日本の大麻報道もそれと似ていて、「マリフアナは駄目だから駄目なんだ」と、議論することさえ許されない。ルールを変えたらどうかという提案ですら、「法律の軽視だ、覚醒剤も合法になったらどうする、マリフアナを吸って包丁を振り回す人間が出てきたら責任を取れるのか」となる。要は、何か自己目的化した、変えたくない法律がある。ただのタブーです。



日本で大麻合法化の議論はほとんどタブー視されている OpenRangeStock/iStockphoto

でも、そのタブーを突き崩せば、それがシンボルになって日本にある「議論しちゃいけないタブー」を話せるようになると思います。天皇制や安保体制、在日外国人差別に同和問題、ヤクザや芸能界......。みんな口を閉ざしていることばかりですよ。そうしたタブーの中で、マリフアナは切り込みやすいのではないかと思います。なぜなら、既得権益者が少ないからです。

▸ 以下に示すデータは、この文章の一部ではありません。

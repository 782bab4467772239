use super::record_id::RecordId;
use serde::{Deserialize, Serialize};
use serde_json::{Map, Value as JsonValue};

/// Vertex record as stored by a graph server
///
/// Represents a remote vertex with:
/// - Record address (RecordId)
/// - Class (the type label partition it lives in)
/// - Unique key (the `id` of the originating table row)
/// - Attributes (every non-key, non-label column of the row)
#[derive(Debug, Clone, Serialize, Deserialize, PartialEq)]
pub struct Vertex {
    /// Record address
    pub rid: RecordId,

    /// Remote class name (e.g., "V", "F", "M")
    pub class: String,

    /// Unique vertex key
    pub key: String,

    /// Attributes stored as a JSON object
    pub properties: Map<String, JsonValue>,
}

impl Vertex {
    /// Create a new vertex record
    pub fn new(
        rid: RecordId,
        class: impl Into<String>,
        key: impl Into<String>,
        properties: Map<String, JsonValue>,
    ) -> Self {
        Self {
            rid,
            class: class.into(),
            key: key.into(),
            properties,
        }
    }

    /// Get an attribute value by name
    pub fn get_property(&self, name: &str) -> Option<&JsonValue> {
        self.properties.get(name)
    }
}

/// Vertex payload sent to a server before it has a record address
#[derive(Debug, Clone, Serialize, Deserialize, PartialEq)]
pub struct NewVertex {
    /// Unique vertex key
    pub key: String,

    /// Attributes
    pub properties: Map<String, JsonValue>,
}

impl NewVertex {
    pub fn new(key: impl Into<String>, properties: Map<String, JsonValue>) -> Self {
        Self {
            key: key.into(),
            properties,
        }
    }
}
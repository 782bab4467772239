/// CSV import and export for tables
///
/// CSV files carry no type information, so import always takes an explicit
/// schema:
/// ```csv
/// 1,2,F,M,friend
/// 1,3,F,M,follower
/// ```
/// with schema `src:str,dst:str,src_type:str,dst_type:str,edge_type:str`.

use super::{Schema, Table, TableError, TableResult, Value};
use std::fs::File;
use std::io::{BufReader, Read, Write};
use std::path::Path;

/// CSV reading/writing options
#[derive(Debug, Clone)]
pub struct CsvOptions {
    /// First record is a header row
    pub header: bool,
    /// Field delimiter
    pub delimiter: u8,
}

impl Default for CsvOptions {
    fn default() -> Self {
        Self {
            header: false,
            delimiter: b',',
        }
    }
}

impl Table {
    /// Import a CSV file with an explicit schema
    pub fn import_csv<P: AsRef<Path>>(
        path: P,
        schema: Schema,
        options: &CsvOptions,
    ) -> TableResult<Table> {
        let file = File::open(path)?;
        Self::read_csv(BufReader::new(file), schema, options)
    }

    /// Read CSV records from any reader
    ///
    /// With `header` set, the header row is skipped; columns are always taken
    /// positionally from the schema.
    pub fn read_csv<R: Read>(reader: R, schema: Schema, options: &CsvOptions) -> TableResult<Table> {
        let mut csv_reader = csv::ReaderBuilder::new()
            .has_headers(options.header)
            .delimiter(options.delimiter)
            .from_reader(reader);

        let mut table = Table::new(schema);
        for (row_num, record) in csv_reader.records().enumerate() {
            let record = record?;
            if record.len() != table.schema().len() {
                return Err(TableError::Arity {
                    row: row_num,
                    expected: table.schema().len(),
                    actual: record.len(),
                });
            }

            let mut row = Vec::with_capacity(record.len());
            for (field, column) in record.iter().zip(table.schema().columns()) {
                let value = Value::parse(field, column.dtype).ok_or_else(|| TableError::Parse {
                    row: row_num,
                    column: column.name.clone(),
                    value: field.to_string(),
                    dtype: column.dtype,
                })?;
                row.push(value);
            }
            table.push_row(row)?;
        }

        Ok(table)
    }

    /// Write the table as CSV
    pub fn write_csv<W: Write>(&self, writer: W, options: &CsvOptions) -> TableResult<()> {
        let mut csv_writer = csv::WriterBuilder::new()
            .delimiter(options.delimiter)
            .from_writer(writer);

        if options.header {
            csv_writer.write_record(self.schema().names())?;
        }
        for row in self.rows() {
            csv_writer.write_record(row.iter().map(|v| v.to_string()))?;
        }

        csv_writer.flush()?;
        Ok(())
    }

    /// Write the table to a CSV file
    pub fn export_csv<P: AsRef<Path>>(&self, path: P, options: &CsvOptions) -> TableResult<()> {
        let file = File::create(path)?;
        self.write_csv(file, options)
    }
}
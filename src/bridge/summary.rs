/// Result summaries for export and import calls
///
/// Both are built once at the end of a successful call and are read-only
/// afterwards.

use serde::Serialize;
use std::collections::BTreeMap;

pub const TOTAL_EXPORTED_VERTICES: &str = "Total Exported Vertices Count";
pub const TOTAL_EXPORTED_EDGES: &str = "Total Exported Edges Count";
pub const TOTAL_IMPORTED_VERTICES: &str = "Total Imported Vertices Count";
pub const TOTAL_IMPORTED_EDGES: &str = "Total Imported Edges Count";

/// Per-label counts: label -> number of records
pub type LabelCounts = BTreeMap<String, u64>;

fn totals(metric: &str, counts: &LabelCounts) -> BTreeMap<String, u64> {
    let mut summary = BTreeMap::new();
    summary.insert(metric.to_string(), counts.values().sum());
    summary
}

/// Outcome of one export call
#[derive(Debug, Clone, PartialEq, Eq, Serialize)]
pub struct ExportResult {
    db_uri: String,
    vertex_types: LabelCounts,
    edge_types: LabelCounts,
    exported_vertices_summary: BTreeMap<String, u64>,
    exported_edges_summary: BTreeMap<String, u64>,
}

impl ExportResult {
    pub fn new(db_uri: impl Into<String>, vertex_types: LabelCounts, edge_types: LabelCounts) -> Self {
        Self {
            db_uri: db_uri.into(),
            exported_vertices_summary: totals(TOTAL_EXPORTED_VERTICES, &vertex_types),
            exported_edges_summary: totals(TOTAL_EXPORTED_EDGES, &edge_types),
            vertex_types,
            edge_types,
        }
    }

    pub fn db_uri(&self) -> &str {
        &self.db_uri
    }

    pub fn vertex_types(&self) -> &LabelCounts {
        &self.vertex_types
    }

    pub fn edge_types(&self) -> &LabelCounts {
        &self.edge_types
    }

    pub fn exported_vertices_summary(&self) -> &BTreeMap<String, u64> {
        &self.exported_vertices_summary
    }

    pub fn exported_edges_summary(&self) -> &BTreeMap<String, u64> {
        &self.exported_edges_summary
    }

    pub fn total_vertices(&self) -> u64 {
        self.exported_vertices_summary[TOTAL_EXPORTED_VERTICES]
    }

    pub fn total_edges(&self) -> u64 {
        self.exported_edges_summary[TOTAL_EXPORTED_EDGES]
    }
}

/// Outcome of one import call
#[derive(Debug, Clone, PartialEq, Eq, Serialize)]
pub struct ImportSummary {
    db_uri: String,
    vertex_types: LabelCounts,
    edge_types: LabelCounts,
    imported_vertices_summary: BTreeMap<String, u64>,
    imported_edges_summary: BTreeMap<String, u64>,
}

impl ImportSummary {
    pub fn new(db_uri: impl Into<String>, vertex_types: LabelCounts, edge_types: LabelCounts) -> Self {
        Self {
            db_uri: db_uri.into(),
            imported_vertices_summary: totals(TOTAL_IMPORTED_VERTICES, &vertex_types),
            imported_edges_summary: totals(TOTAL_IMPORTED_EDGES, &edge_types),
            vertex_types,
            edge_types,
        }
    }

    pub fn db_uri(&self) -> &str {
        &self.db_uri
    }

    pub fn vertex_types(&self) -> &LabelCounts {
        &self.vertex_types
    }

    pub fn edge_types(&self) -> &LabelCounts {
        &self.edge_types
    }

    pub fn imported_vertices_summary(&self) -> &BTreeMap<String, u64> {
        &self.imported_vertices_summary
    }

    pub fn imported_edges_summary(&self) -> &BTreeMap<String, u64> {
        &self.imported_edges_summary
    }

    pub fn total_vertices(&self) -> u64 {
        self.imported_vertices_summary[TOTAL_IMPORTED_VERTICES]
    }

    pub fn total_edges(&self) -> u64 {
        self.imported_edges_summary[TOTAL_IMPORTED_EDGES]
    }
}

マリフアナの合法化問題をニューズウィークが大々的に取り上げたとなれば、リベラル系メディアがアメリカで取材してくれるかもしれない。社会のムードが「議論ならOK」という方向に流れれば、大手の報道番組が日本人の癌患者を追跡取材して、実際にカナダでマリフアナの治療を受けたら痛みが和らいだという「絵」をつくるんじゃないでしょうか。その反響が出ると、厚労省は海外での治療目的の使用を特例で認める、だけど法はいじりたくない。数年たって医療大麻が既成事実化したらやっと法改正。でも微調整が関の山、というところでしょうか。

だから、私は直近では日本におけるマリフアナ解禁にあまり現実性を見いだしてはいない。けれど、その過程でタブーとなっていた議論が少しやりやすくなるという事例が生まれれば、日本社会は面白くなりますよ!